Wednesday, 8 May 2013

Twitter hacking and password security

You may have noticed over the last month or so that a spate of high profile Twitter accounts had been hacked including Burger King, Justin Beiber, The fake Obama news story and the BBC Weather feed. Similarly sites like LinkedIn and Evernote have recently been forced to reset users passwords.

Some of these attacks have been blamed in certain circles on organised teams of Chinese cyber criminals, perhaps with official backing, to undermine these companies or to use their account information for their own ends. Some may have just been malicious/mischievous individuals doing it for fun.

Cyber crime, hacking, Fraping call it what you will, it is ultimately all the same. Whether your a corporate multinational or its your own personal feed, the problem is out there, all be it being carried out for different purposes. Which brings us to the point of this post, security. 

Yes, you have no real control over the servers or back end code that manages your precious online data. You do however have one key area of control and so many of us fail to maximise on this, that is dear reader : your password. Its your only real means of exercising some input on the safety of your personal information. 

I know most of us will never be targeted by teams of hackers crouched over their PCs determined to crack our Facebook password to view our recent photo uploads, but that's not the point. All too often people use the same password across multiple sites, get it for one and then they suddenly have access to a lot more personal information which could then be used in a more malicious manner. 

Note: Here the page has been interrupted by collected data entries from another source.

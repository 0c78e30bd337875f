use color_eyre::{eyre::eyre, Result};
use serde::Deserialize;
use std::path::{Path, PathBuf};

use crate::policy::RouteTable;

#[derive(Debug, Clone, Deserialize)]
pub struct Config {
  pub site: SiteConfig,
  pub cache: CacheConfig,
  #[serde(default)]
  pub gateway: GatewayConfig,
  #[serde(default)]
  pub notifications: NotificationConfig,
  /// Override for the data directory holding the cache database and logs.
  pub data_dir: Option<PathBuf>,
}

#[derive(Debug, Clone, Deserialize)]
pub struct SiteConfig {
  /// Origin every site-relative path is resolved against.
  pub url: String,
}

#[derive(Debug, Clone, Deserialize)]
pub struct CacheConfig {
  /// Version tag embedded in every store name. Bumping it invalidates all
  /// prior stores on the next activation.
  pub version: String,
  /// Files cached unconditionally at install.
  pub core_files: Vec<String>,
  /// Secondary resources (icons) cached after activation.
  #[serde(default)]
  pub static_assets: Vec<String>,
  /// Page served for navigations when both network and cache miss.
  #[serde(default = "default_offline_path")]
  pub offline_path: String,
  /// Per-destination routing table.
  #[serde(default)]
  pub routes: RouteTable,
}

fn default_offline_path() -> String {
  "/offline.html".to_string()
}

#[derive(Debug, Clone, Deserialize)]
#[serde(default)]
pub struct GatewayConfig {
  pub host: String,
  pub port: u16,
}

impl Default for GatewayConfig {
  fn default() -> Self {
    Self {
      host: "127.0.0.1".to_string(),
      port: 8787,
    }
  }
}

#[derive(Debug, Clone, Deserialize)]
#[serde(default)]
pub struct NotificationConfig {
  pub title: String,
  pub body: String,
  pub icon: String,
  pub badge: String,
}

impl Default for NotificationConfig {
  fn default() -> Self {
    Self {
      title: "Site update".to_string(),
      body: "New update available!".to_string(),
      icon: "/icons/icon-192x192.png".to_string(),
      badge: "/icons/icon-72x72.png".to_string(),
    }
  }
}

impl Config {
  /// Load configuration from file.
  ///
  /// Search order:
  /// 1. Explicit path if provided
  /// 2. ./webstash.yaml (current directory)
  /// 3. $XDG_CONFIG_HOME/webstash/config.yaml
  pub fn load(explicit_path: Option<&Path>) -> Result<Self> {
    let path = if let Some(p) = explicit_path {
      if p.exists() {
        Some(p.to_path_buf())
      } else {
        return Err(eyre!("Config file not found: {}", p.display()));
      }
    } else {
      Self::find_config_file()
    };

    match path {
      Some(p) => Self::load_from_path(&p),
      None => Err(eyre!(
        "No configuration file found. Create one at ~/.config/webstash/config.yaml\n\
                 See config.example.yaml for the format."
      )),
    }
  }

  fn find_config_file() -> Option<PathBuf> {
    // Check current directory
    let local = PathBuf::from("webstash.yaml");
    if local.exists() {
      return Some(local);
    }

    // Check XDG config directory
    if let Some(config_dir) = dirs::config_dir() {
      let xdg_path = config_dir.join("webstash").join("config.yaml");
      if xdg_path.exists() {
        return Some(xdg_path);
      }
    }

    None
  }

  fn load_from_path(path: &Path) -> Result<Self> {
    let contents = std::fs::read_to_string(path)
      .map_err(|e| eyre!("Failed to read config file {}: {}", path.display(), e))?;

    let config: Config = serde_yaml::from_str(&contents)
      .map_err(|e| eyre!("Failed to parse config file {}: {}", path.display(), e))?;

    Ok(config)
  }

  /// Directory holding the cache database and gateway logs.
  pub fn data_dir(&self) -> Result<PathBuf> {
    if let Some(dir) = &self.data_dir {
      return Ok(dir.clone());
    }

    let data_dir = dirs::data_dir()
      .or_else(|| dirs::home_dir().map(|p| p.join(".local/share")))
      .ok_or_else(|| eyre!("Could not determine data directory"))?;

    Ok(data_dir.join("webstash"))
  }
}

#[cfg(test)]
mod tests {
  use super::*;
  use crate::policy::{Destination, Strategy};

  const EXAMPLE: &str = r#"
site:
  url: https://example.com
cache:
  version: site-v1.1.0
  core_files:
    - /
    - /index.html
    - /styles.css
    - https://cdn.example.net/all.min.css
  static_assets:
    - /icons/icon-192x192.png
"#;

  #[test]
  fn test_parse_minimal_config() {
    let config: Config = serde_yaml::from_str(EXAMPLE).unwrap();

    assert_eq!(config.site.url, "https://example.com");
    assert_eq!(config.cache.version, "site-v1.1.0");
    assert_eq!(config.cache.core_files.len(), 4);
    assert_eq!(config.cache.offline_path, "/offline.html");
    assert_eq!(config.gateway.port, 8787);
    assert_eq!(config.notifications.body, "New update available!");
  }

  #[test]
  fn test_route_override() {
    let yaml = format!(
      "{}  routes:\n    document:\n      strategy: cache-first\n      store: static\n",
      EXAMPLE
    );
    let config: Config = serde_yaml::from_str(&yaml).unwrap();

    let doc = config.cache.routes.route(Destination::Document);
    assert_eq!(doc.strategy, Strategy::CacheFirst);
    // Unspecified destinations keep their defaults
    let other = config.cache.routes.route(Destination::Other);
    assert_eq!(other.strategy, Strategy::NetworkFirst);
  }

  #[test]
  fn test_missing_version_rejected() {
    let yaml = "site:\n  url: https://example.com\ncache:\n  core_files: []\n";
    assert!(serde_yaml::from_str::<Config>(yaml).is_err());
  }
}
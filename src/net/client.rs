use std::time::Duration;

use async_trait::async_trait;
use color_eyre::{eyre::eyre, Result};

/// Headers that describe the connection rather than the resource and must
/// not be replayed from cache.
const HOP_HEADERS: &[&str] = &[
  "connection",
  "keep-alive",
  "proxy-authenticate",
  "proxy-authorization",
  "te",
  "trailer",
  "transfer-encoding",
  "upgrade",
  "content-length",
];

/// A response pulled from the network.
///
/// Transport failures are errors; HTTP-level failures are responses with a
/// non-ok status, mirroring how strategies treat the two differently.
#[derive(Debug, Clone)]
pub struct FetchedResponse {
  pub status: u16,
  pub headers: Vec<(String, String)>,
  pub body: Vec<u8>,
}

impl FetchedResponse {
  /// Whether the status is in the 2xx range. Only ok responses are cached.
  pub fn ok(&self) -> bool {
    (200..300).contains(&self.status)
  }
}

/// Network fetcher used by the cache manager.
#[async_trait]
pub trait Fetcher: Send + Sync {
  /// GET a URL. Returns Err only on transport failure.
  async fn fetch(&self, url: &str) -> Result<FetchedResponse>;
}

/// Fetcher backed by a shared reqwest client.
#[derive(Clone)]
pub struct HttpFetcher {
  client: reqwest::Client,
}

impl HttpFetcher {
  pub fn new() -> Result<Self> {
    let client = reqwest::Client::builder()
      .user_agent(concat!("webstash/", env!("CARGO_PKG_VERSION")))
      .timeout(Duration::from_secs(30))
      .build()
      .map_err(|e| eyre!("Failed to build HTTP client: {}", e))?;

    Ok(Self { client })
  }

  /// The underlying client, for callers that forward requests verbatim.
  pub fn client(&self) -> &reqwest::Client {
    &self.client
  }
}

#[async_trait]
impl Fetcher for HttpFetcher {
  async fn fetch(&self, url: &str) -> Result<FetchedResponse> {
    let response = self
      .client
      .get(url)
      .send()
      .await
      .map_err(|e| eyre!("Failed to fetch {}: {}", url, e))?;

    let status = response.status().as_u16();
    let headers = response
      .headers()
      .iter()
      .filter(|(name, _)| !HOP_HEADERS.contains(&name.as_str()))
      .filter_map(|(name, value)| {
        value
          .to_str()
          .ok()
          .map(|v| (name.as_str().to_string(), v.to_string()))
      })
      .collect();

    let body = response
      .bytes()
      .await
      .map_err(|e| eyre!("Failed to read body of {}: {}", url, e))?
      .to_vec();

    Ok(FetchedResponse {
      status,
      headers,
      body,
    })
  }
}

#[cfg(test)]
mod tests {
  use super::*;

  #[test]
  fn test_ok_covers_2xx_only() {
    let mut response = FetchedResponse {
      status: 200,
      headers: Vec::new(),
      body: Vec::new(),
    };
    assert!(response.ok());

    response.status = 204;
    assert!(response.ok());

    response.status = 304;
    assert!(!response.ok());

    response.status = 404;
    assert!(!response.ok());
  }
}
//! Typed control contract between pages and the cache manager.

use color_eyre::Result;
use serde::{Deserialize, Serialize};

use crate::cache::{CacheManager, CacheStorage, StoreInfo};
use crate::net::Fetcher;

/// Requests a page may send, tagged exactly as on the wire.
///
/// Unknown tags fail deserialization instead of being silently dropped.
#[derive(Debug, Clone, Deserialize)]
#[serde(tag = "type", rename_all = "SCREAMING_SNAKE_CASE")]
pub enum PageMessage {
  /// Force immediate activation.
  SkipWaiting,
  /// Ask for the current version tag.
  GetVersion,
  /// Fan-out cache of a URL list into the dynamic store.
  CacheUrls { urls: Vec<String> },
  /// Remove one store by name.
  DeleteCache {
    #[serde(rename = "cacheName")]
    cache_name: String,
  },
  /// Enumerate stores with entry counts and URLs.
  GetCacheInfo,
}

/// Reply shapes, one per request case.
#[derive(Debug, Clone, Serialize)]
#[serde(untagged)]
pub enum MessageReply {
  Ack {
    ok: bool,
  },
  Version {
    version: String,
  },
  Cached {
    cached: usize,
  },
  Deleted {
    deleted: bool,
  },
  CacheInfo {
    #[serde(rename = "cacheInfo")]
    cache_info: Vec<StoreInfo>,
  },
}

/// Run one control message against the manager.
pub async fn dispatch<S: CacheStorage, F: Fetcher>(
  manager: &CacheManager<S, F>,
  message: PageMessage,
) -> Result<MessageReply> {
  match message {
    PageMessage::SkipWaiting => {
      manager.skip_waiting().await?;
      Ok(MessageReply::Ack { ok: true })
    }
    PageMessage::GetVersion => Ok(MessageReply::Version {
      version: manager.version().to_string(),
    }),
    PageMessage::CacheUrls { urls } => Ok(MessageReply::Cached {
      cached: manager.cache_urls(&urls).await,
    }),
    PageMessage::DeleteCache { cache_name } => Ok(MessageReply::Deleted {
      deleted: manager.delete_cache(&cache_name)?,
    }),
    PageMessage::GetCacheInfo => Ok(MessageReply::CacheInfo {
      cache_info: manager.cache_info()?,
    }),
  }
}
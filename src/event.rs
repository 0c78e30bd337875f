use serde::Serialize;
use tokio::sync::broadcast;

/// Notices published to connected pages.
#[derive(Debug, Clone, Serialize)]
#[serde(tag = "type", rename_all = "SCREAMING_SNAKE_CASE")]
pub enum Notice {
  /// Background sync ran to completion.
  BackgroundSync { message: String },
  /// The core file set was refreshed.
  CacheUpdated { refreshed: usize },
}

/// Broadcast hub connecting the cache manager to its subscribers.
///
/// Senders never block; with no subscriber connected a published notice is
/// simply dropped.
#[derive(Debug, Clone)]
pub struct NoticeHub {
  tx: broadcast::Sender<Notice>,
}

impl NoticeHub {
  pub fn new() -> Self {
    let (tx, _rx) = broadcast::channel(16);
    Self { tx }
  }

  pub fn publish(&self, notice: Notice) {
    let _ = self.tx.send(notice);
  }

  pub fn subscribe(&self) -> broadcast::Receiver<Notice> {
    self.tx.subscribe()
  }
}

impl Default for NoticeHub {
  fn default() -> Self {
    Self::new()
  }
}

Lets look at it from a different angle though what if its not some nasty covert organisation trying to mine all your details but perhaps a not-so-close-friend or acquaintance? Someone from your office who has a slightly too keen an interest or underlying dislike of you, someone you have recently blocked, or an ex friend/partner of one of your close friends. These people could either want to dig into your profile to find out more about you, or perhaps use your profile to browse another persons profile. 

So i ask you, how secure are your passwords? 

Can they be guessed by people who know about it about you such as your pets name or favourite food or band? Is its just your name or worse still the word password? In the case of the Burger King Twitter hack their password was allegedly 'Whopper1'. Quite often these not-so-close acquaintances we mentioned might try a few guesses at these to see if they can log onto your webmail or facebook, just for the sake of it. 

A good piece on password security and the logic behind it was recently posted on the  PC-Pro website. It does get a bit techy with some of the background info but its well worth a look. This American blog has a good overall view on password strategy too and is worth a quick look. 

I guess the basics are:

  • Don't use common password such as 'password' or '12345'
  • Use letters and numbers to make it more complex and upper/lower case
  • Don't use one password for all your accounts
  • Keep your contact details up to date in case you need to reset them.
  • Remember it doesn't have to be a password, a phrase is better. 

For example your password could be: 'ferrari' 
Lets make it a bit longer: 'fast ferrari'
Then change the case: 'Fast Ferrari' 
Next substitute letters for numbers: 'F45t F3rr4r1'

Lastly we can add some special characters. You could swap an 'a' with a '@' however i recommend avoiding that as different keyboard mapping can mean you don't always get the '@' character as as passwords usually don't show as you type you may never realise it is appearing as something else

And there you have it: 'F45t_F3rr4r1!'  

Its still something easily memorable as you think about the phrase and then substitute the characters as you type. This is by no means a super secure password but a lot stronger than the initial one. You can check your password here and get a quick indication of how long it would take to crack and a nice colour coding of the page as you type going from weak to very secure. 

Be safe, be secure and then relax knowing that the only people looking at your information online are those your want to see it.